__WORK ORDER__. For the word "always", search the records and show each line in which it occurs.

__EXTRACTED RECORDS__.
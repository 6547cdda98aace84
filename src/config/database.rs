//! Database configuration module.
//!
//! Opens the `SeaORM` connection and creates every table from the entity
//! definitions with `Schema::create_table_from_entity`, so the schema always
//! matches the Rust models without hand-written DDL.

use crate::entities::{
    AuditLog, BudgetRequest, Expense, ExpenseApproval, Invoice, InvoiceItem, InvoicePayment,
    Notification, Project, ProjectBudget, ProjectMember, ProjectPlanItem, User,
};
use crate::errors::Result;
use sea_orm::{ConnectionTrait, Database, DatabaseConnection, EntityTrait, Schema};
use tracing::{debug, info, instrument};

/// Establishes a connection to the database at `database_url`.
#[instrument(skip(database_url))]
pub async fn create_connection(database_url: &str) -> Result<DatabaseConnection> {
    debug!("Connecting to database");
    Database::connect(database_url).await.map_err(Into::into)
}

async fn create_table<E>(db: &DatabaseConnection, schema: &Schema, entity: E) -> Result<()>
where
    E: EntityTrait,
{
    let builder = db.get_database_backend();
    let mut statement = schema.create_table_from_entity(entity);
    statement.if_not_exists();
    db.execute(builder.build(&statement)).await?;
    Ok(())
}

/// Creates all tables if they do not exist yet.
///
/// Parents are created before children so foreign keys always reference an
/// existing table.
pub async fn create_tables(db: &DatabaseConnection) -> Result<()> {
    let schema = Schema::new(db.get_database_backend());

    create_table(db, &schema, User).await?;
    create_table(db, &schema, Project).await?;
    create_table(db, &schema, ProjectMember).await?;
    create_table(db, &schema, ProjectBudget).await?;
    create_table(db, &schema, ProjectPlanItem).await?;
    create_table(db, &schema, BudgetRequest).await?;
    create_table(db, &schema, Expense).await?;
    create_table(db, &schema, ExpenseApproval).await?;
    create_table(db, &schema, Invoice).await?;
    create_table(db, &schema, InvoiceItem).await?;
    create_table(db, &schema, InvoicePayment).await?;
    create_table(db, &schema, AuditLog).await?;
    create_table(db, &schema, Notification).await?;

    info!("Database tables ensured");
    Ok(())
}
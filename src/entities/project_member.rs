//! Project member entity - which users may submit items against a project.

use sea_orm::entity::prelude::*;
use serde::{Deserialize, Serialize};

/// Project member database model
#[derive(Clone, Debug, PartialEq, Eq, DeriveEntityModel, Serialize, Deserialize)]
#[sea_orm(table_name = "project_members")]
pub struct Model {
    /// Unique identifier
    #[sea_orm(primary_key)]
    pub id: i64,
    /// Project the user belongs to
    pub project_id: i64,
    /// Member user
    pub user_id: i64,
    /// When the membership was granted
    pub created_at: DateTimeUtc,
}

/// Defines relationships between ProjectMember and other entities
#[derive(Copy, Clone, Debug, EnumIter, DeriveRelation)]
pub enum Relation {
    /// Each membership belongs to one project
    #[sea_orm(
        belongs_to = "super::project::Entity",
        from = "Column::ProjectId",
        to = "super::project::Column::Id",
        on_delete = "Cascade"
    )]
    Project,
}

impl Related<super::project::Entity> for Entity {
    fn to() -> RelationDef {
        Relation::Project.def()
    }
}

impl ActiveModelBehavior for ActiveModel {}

__EXPECTED ANSWER__.
//! definitions with `Schema::create_table_from_entity`, so the schema always
/// Parents are created before children so foreign keys always reference an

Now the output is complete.